On Sat, Aug 29, 2015 at 3:31 AM, Zhe Zhang wrote:
> I have been studying openresty these days(in order to develop a
> highly-scalable image-download service for my company). While I’m really
> impressed by the power openresty adds to Nginx,

Thank you for trying out OpenResty and glad you like it :)

> I got some confusion in
> understanding the true meaning of “Nginx sub-request is synchronous but
> non-blocking”.
>

Synchronous is for the coding paradigm, you write code synchronously
instead of asynchronously (i.e., you will not have to mess up with a
lot of callbacks, for example).

Nonblocking is for the nature of I/O. That is, your I/O operations do
not block *any* OS threads so that a single OS thread can handle a lot
of concurrent connections at the same time.

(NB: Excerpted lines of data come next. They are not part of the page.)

//! Values bound to queries and returned in rows.
//!
//! ```rust
//! use quarry_query::{row, Value};
//!
//! let row = row! { "name" => "Ada", "age" => 36, "admin" => true };
//! assert_eq!(row["age"], Value::Int(36));
//! assert_eq!(row.keys().collect::<Vec<_>>(), vec!["name", "age", "admin"]);
//! ```

use chrono::{DateTime, NaiveDate, NaiveDateTime, TimeZone};
use indexmap::IndexMap;
use serde::Serialize;
use std::fmt;

/// A single database row: ordered column name to value mapping.
pub type Row = IndexMap<String, Value>;

/// A scalar value sent to or read from the database.
#[derive(Debug, Clone, PartialEq, Serialize, Default)]
#[serde(untagged)]
pub enum Value {
    /// Null value.
    #[default]
    Null,
    /// Boolean value.
    Bool(bool),
    /// Integer value.
    Int(i64),
    /// Float value.
    Float(f64),
    /// String value.
    String(String),
    /// JSON document.
    Json(serde_json::Value),
    /// Calendar date.
    Date(NaiveDate),
    /// Date and time without a zone (stored as UTC).
    DateTime(NaiveDateTime),
}

/// Hashable projection of a [`Value`], used to match keys across result sets.
#[derive(Debug, Clone, PartialEq, Eq, Hash, PartialOrd, Ord)]
pub enum KeyValue {
    /// Integral key (booleans and whole floats collapse here).
    Int(i64),
    /// Any other key, compared by its textual form.
    Text(String),
}

impl Value {
    /// Check if this is a null value.
    pub fn is_null(&self) -> bool {
        matches!(self, Self::Null)
    }

    /// Integer view of the value, if it has one.
    pub fn as_i64(&self) -> Option<i64> {
        match self {
            Self::Int(i) => Some(*i),
            Self::Bool(b) => Some(*b as i64),
            Self::Float(f) if f.fract() == 0.0 => Some(*f as i64),
            Self::String(s) => s.trim().parse().ok(),
            _ => None,
        }
    }

    /// Float view of the value, if it has one.
    pub fn as_f64(&self) -> Option<f64> {
        match self {
            Self::Int(i) => Some(*i as f64),
            Self::Float(f) => Some(*f),
            Self::Bool(b) => Some(if *b { 1.0 } else { 0.0 }),
            Self::String(s) => s.trim().parse().ok(),
            _ => None,
        }
    }

    /// String slice, only for string values.
    pub fn as_str(&self) -> Option<&str> {
        match self {
            Self::String(s) => Some(s),
            _ => None,
        }
    }

    /// Truthiness following SQL conventions (`0`, `""`, `"0"`, `"false"` are false).
    pub fn as_bool(&self) -> Option<bool> {
        match self {
            Self::Null => None,
            Self::Bool(b) => Some(*b),
            Self::Int(i) => Some(*i != 0),
            Self::Float(f) => Some(*f != 0.0),
            Self::String(s) => Some(!matches!(s.as_str(), "" | "0" | "false" | "FALSE")),
            Self::Json(j) => Some(!j.is_null()),
            Self::Date(_) | Self::DateTime(_) => Some(true),
        }
    }

    /// Whether the value is numeric (int or float).
    pub fn is_numeric(&self) -> bool {
        matches!(self, Self::Int(_) | Self::Float(_))
    }

    /// Key used to group and match rows by a column value.
    ///
    /// Returns `None` for nulls, which never match anything.
    pub fn as_key(&self) -> Option<KeyValue> {
        match self {
            Self::Null => None,
            Self::Int(i) => Some(KeyValue::Int(*i)),
            Self::Bool(b) => Some(KeyValue::Int(*b as i64)),
            Self::Float(f) if f.fract() == 0.0 => Some(KeyValue::Int(*f as i64)),
            Self::String(s) => match s.parse::<i64>() {
                Ok(i) if i.to_string() == *s => Some(KeyValue::Int(i)),
                _ => Some(KeyValue::Text(s.clone())),
            },
            other => Some(KeyValue::Text(other.to_string())),
        }
    }

    /// Convert into a JSON value.
    pub fn to_json(&self) -> serde_json::Value {
        match self {
            Self::Null => serde_json::Value::Null,
            Self::Bool(b) => serde_json::Value::Bool(*b),
            Self::Int(i) => serde_json::Value::from(*i),
            Self::Float(f) => serde_json::Number::from_f64(*f)
                .map(serde_json::Value::Number)
                .unwrap_or(serde_json::Value::Null),
            Self::String(s) => serde_json::Value::String(s.clone()),
            Self::Json(j) => j.clone(),
            Self::Date(_) | Self::DateTime(_) => serde_json::Value::String(self.to_string()),
        }
    }

    /// Build a value from a JSON document, keeping scalars as scalars.
    pub fn from_json(json: serde_json::Value) -> Self {
        match json {
            serde_json::Value::Null => Self::Null,
            serde_json::Value::Bool(b) => Self::Bool(b),
            serde_json::Value::Number(n) => match n.as_i64() {
                Some(i) => Self::Int(i),
                None => n.as_f64().map(Self::Float).unwrap_or(Self::Null),
            },
            serde_json::Value::String(s) => Self::String(s),
            other => Self::Json(other),
        }
    }
}

impl fmt::Display for Value {
    fn fmt(&self, f: &mut fmt::Formatter<'_>) -> fmt::Result {
        match self {
            Self::Null => write!(f, "NULL"),
            Self::Bool(b) => write!(f, "{}", b),
            Self::Int(i) => write!(f, "{}", i),
            Self::Float(v) => write!(f, "{}", v),
            Self::String(s) => write!(f, "{}", s),
            Self::Json(j) => write!(f, "{}", j),
            Self::Date(d) => write!(f, "{}", d.format("%Y-%m-%d")),
            Self::DateTime(dt) => write!(f, "{}", dt.format("%Y-%m-%d %H:%M:%S")),
        }
    }
}

impl fmt::Display for KeyValue {
    fn fmt(&self, f: &mut fmt::Formatter<'_>) -> fmt::Result {
        match self {
            Self::Int(i) => write!(f, "{}", i),
            Self::Text(s) => write!(f, "{}", s),
        }
    }
}

impl From<KeyValue> for Value {
    fn from(key: KeyValue) -> Self {
        match key {
            KeyValue::Int(i) => Self::Int(i),
            KeyValue::Text(s) => Self::String(s),
        }
    }
}

impl From<bool> for Value {
    fn from(v: bool) -> Self {
        Self::Bool(v)
    }
}

impl From<i32> for Value {
    fn from(v: i32) -> Self {
        Self::Int(v as i64)
    }
}

impl From<i64> for Value {
    fn from(v: i64) -> Self {
        Self::Int(v)
    }
}

impl From<u32> for Value {
    fn from(v: u32) -> Self {
        Self::Int(v as i64)
    }
}

impl From<u64> for Value {
    fn from(v: u64) -> Self {
        Self::Int(v as i64)
    }
}

impl From<usize> for Value {
    fn from(v: usize) -> Self {
        Self::Int(v as i64)
    }
}

impl From<f64> for Value {
    fn from(v: f64) -> Self {
        Self::Float(v)
    }
}

impl From<String> for Value {
    fn from(v: String) -> Self {
        Self::String(v)
    }
}

impl From<&str> for Value {
    fn from(v: &str) -> Self {
        Self::String(v.to_string())
    }
}

impl From<&String> for Value {
    fn from(v: &String) -> Self {
        Self::String(v.clone())
    }
}

impl From<serde_json::Value> for Value {
    fn from(v: serde_json::Value) -> Self {
        Self::Json(v)
    }
}

impl From<NaiveDate> for Value {
    fn from(v: NaiveDate) -> Self {
        Self::Date(v)
    }
}

impl From<NaiveDateTime> for Value {
    fn from(v: NaiveDateTime) -> Self {
        Self::DateTime(v)
    }
}

impl<Tz: TimeZone> From<DateTime<Tz>> for Value {
    fn from(v: DateTime<Tz>) -> Self {
        Self::DateTime(v.naive_utc())
    }
}

impl From<&Value> for Value {
    fn from(v: &Value) -> Self {
        v.clone()
    }
}

impl<T: Into<Value>> From<Option<T>> for Value {
    fn from(v: Option<T>) -> Self {
        match v {
            Some(v) => v.into(),
            None => Self::Null,
        }
    }
}

/// Build a [`Row`] from `key => value` pairs, preserving order.
#[macro_export]
macro_rules! row {
    () => {
        $crate::Row::new()
    };
    ($($key:expr => $value:expr),+ $(,)?) => {{
        let mut row = $crate::Row::new();
        $(
            row.insert(::std::string::String::from($key), $crate::Value::from($value));
        )+
        row
    }};
}

#[cfg(test)]
mod tests {
    use super::*;
    use pretty_assertions::assert_eq;

    #[test]
    fn test_key_collapses_numeric_forms() {
        assert_eq!(Value::Int(3).as_key(), Some(KeyValue::Int(3)));
        assert_eq!(Value::Float(3.0).as_key(), Some(KeyValue::Int(3)));
        assert_eq!(Value::from("3").as_key(), Some(KeyValue::Int(3)));
        assert_eq!(Value::from("03").as_key(), Some(KeyValue::Text("03".into())));
        assert_eq!(Value::Null.as_key(), None);
    }

    #[test]
    fn test_truthiness() {
        assert_eq!(Value::Int(0).as_bool(), Some(false));
        assert_eq!(Value::from("0").as_bool(), Some(false));
        assert_eq!(Value::from("yes").as_bool(), Some(true));
        assert_eq!(Value::Null.as_bool(), None);
    }

    #[test]
    fn test_json_conversion() {
        let value = Value::from_json(serde_json::json!(42));
        assert_eq!(value, Value::Int(42));

        let doc = Value::from_json(serde_json::json!({"a": 1}));
        assert!(matches!(doc, Value::Json(_)));
        assert_eq!(doc.to_json(), serde_json::json!({"a": 1}));
    }

    #[test]
    fn test_display_dates() {
        let dt = NaiveDate::from_ymd_opt(2024, 1, 2)
            .and_then(|d| d.and_hms_opt(3, 4, 5))
            .map(Value::DateTime);
        assert_eq!(dt.map(|v| v.to_string()), Some("2024-01-02 03:04:05".to_string()));
    }

    #[test]
    fn test_row_macro_preserves_order() {
        let row = row! { "b" => 1, "a" => Value::Null };
        let keys: Vec<&String> = row.keys().collect();
        assert_eq!(keys, vec!["b", "a"]);
        assert_eq!(row["a"], Value::Null);
    }
}
//! Opt-in log output.
//!
//! Every crate in the workspace emits `tracing` events: one `debug` event
//! per executed statement, `info` events for migrations and connections,
//! `warn` events for retried transactions. Applications that already
//! install a subscriber see them with no further setup. [`init`] installs
//! one from environment variables for applications that don't:
//!
//! - `QUARRY_DEBUG=1|true|yes` enables debug output
//! - `QUARRY_LOG_LEVEL=trace|debug|info|warn|error` picks a level
//! - `QUARRY_LOG_FORMAT=json|pretty|compact` picks the format (default `compact`)
//!
//! ```rust,no_run
//! quarry_query::logging::init();
//! ```
//!
//! Installing the subscriber needs the `tracing-subscriber` feature;
//! without it [`init`] does nothing.

use std::env;
use std::sync::Once;

static INIT: Once = Once::new();

/// Output format of the installed subscriber.
#[derive(Debug, Clone, Copy, PartialEq, Eq)]
pub enum LogFormat {
    /// One JSON object per event.
    Json,
    /// Multi-line human readable output.
    Pretty,
    /// Single-line human readable output.
    Compact,
}

/// Logging settings resolved from the environment.
#[derive(Debug, Clone, Copy, PartialEq, Eq)]
pub struct LogSettings {
    /// Level directive for the workspace crates.
    pub level: &'static str,
    /// Output format.
    pub format: LogFormat,
    /// Whether anything asked for output at all.
    pub requested: bool,
}

impl LogSettings {
    /// Settings from the process environment.
    pub fn from_env() -> Self {
        Self::from_lookup(|name| env::var(name).ok())
    }

    /// Settings from an arbitrary variable lookup.
    pub fn from_lookup(lookup: impl Fn(&str) -> Option<String>) -> Self {
        let debug = lookup("QUARRY_DEBUG")
            .map(|v| matches!(v.to_lowercase().as_str(), "true" | "1" | "yes"))
            .unwrap_or(false);
        let explicit = lookup("QUARRY_LOG_LEVEL").and_then(|level| match level.to_lowercase().as_str() {
            "trace" => Some("trace"),
            "debug" => Some("debug"),
            "info" => Some("info"),
            "warn" => Some("warn"),
            "error" => Some("error"),
            _ => None,
        });
        let format = match lookup("QUARRY_LOG_FORMAT").map(|f| f.to_lowercase()).as_deref() {
            Some("json") => LogFormat::Json,
            Some("pretty") => LogFormat::Pretty,
            _ => LogFormat::Compact,
        };

        Self {
            level: explicit.unwrap_or(if debug { "debug" } else { "warn" }),
            format,
            requested: debug || explicit.is_some(),
        }
    }

    /// `EnvFilter` directive covering the workspace crates.
    pub fn directive(&self) -> String {
        ["quarry", "quarry_query", "quarry_orm", "quarry_migrate", "quarry_sqlite"]
            .iter()
            .map(|target| format!("{}={}", target, self.level))
            .collect::<Vec<_>>()
            .join(",")
    }
}

/// Whether `QUARRY_DEBUG` is set.
pub fn is_debug_enabled() -> bool {
    LogSettings::from_env().level == "debug"
}

/// Install a global subscriber configured from the environment.
///
/// Runs at most once per process and does nothing unless `QUARRY_DEBUG` or
/// `QUARRY_LOG_LEVEL` is set.
pub fn init() {
    INIT.call_once(|| {
        let settings = LogSettings::from_env();
        if !settings.requested {
            return;
        }
        install(settings);
    });
}

#[cfg(feature = "tracing-subscriber")]
fn install(settings: LogSettings) {
    use tracing_subscriber::{EnvFilter, fmt, prelude::*};

    let filter = EnvFilter::try_new(settings.directive()).unwrap_or_else(|_| EnvFilter::new("warn"));
    let registry = tracing_subscriber::registry().with(filter);
    let installed = match settings.format {
        LogFormat::Json => registry.with(fmt::layer().json()).try_init(),
        LogFormat::Pretty => registry.with(fmt::layer().pretty()).try_init(),
        LogFormat::Compact => registry.with(fmt::layer().compact()).try_init(),
    };
    if installed.is_ok() {
        tracing::info!(level = settings.level, format = ?settings.format, "quarry logging initialized");
    }
}

#[cfg(not(feature = "tracing-subscriber"))]
fn install(_settings: LogSettings) {}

> I’m listing my questions below. Can you help take a look? Thanks a lot in
> advance!
>

You're recommended to post such questions on the openresty-en mailing
list in the future. Please see https://openresty.org/#Community for
more details. And I'm cc'ing the list in the hope of helping other
users with similar questions.

> I’m using the following code block as an example:
[...]
> location / {
> content_by_lua '
> res = ngx.location.capture("/fast_route")
> if res.status >= 400 then
> res = ngx.location.capture("/slow_route")
[...]
>
> This example is basically letting Nginx download from a fast route first(by
> issuing a sub-request), and if it fails, try from a slow route(by issuing
> another sub-request).
>

One caveat with ngx.location.capture is that it always fully buffers
the response of the subrequest and load it into the Lua space. So it's
not ideal for large responses. Maybe use of the standard try_files
directive of nginx is better for this very use case? Please see

http://nginx.org/en/docs/http/ngx_http_core_module.html#try_files

> - Question 1
> So, by "synchronous but non-blocking", does it mean that: once the Nginx
> single-thread worker sends out the request to www.fastroute.com, then,
> rather than waiting for the response from www.fastroute.com and rather than
> proceed to send sub-request to /slowroute, the worker process will
> immediately leave the current stack to handle the next event?
>

The worker process never leaves the current C stack. Instead it yields
the current running Lua coroutine and gives control back to the nginx
event loop in case of an IO operation that cannot complete
immediately, for example. You can say that it immediately leaves the
current *Lua* stack (which resides on the heap rather than the C
stack).

> - Question 2
>
> Where is the continuation(i.e. stack) of the current request saved before
> the single thread moves to the next task?
>

The current request's state is on the heap rather on the C stack. So
there's really nothing to save explicitly. Basically:

1. On the Lua side, we simply yield the current Lua coroutine and the
Lua VM just "freezes" the execution state of the current Lua coroutine
naturally.
2. On the Nginx side, request state is just on heap, anchored by those
event handlers' data structures registered in epoll/kqueue/etc.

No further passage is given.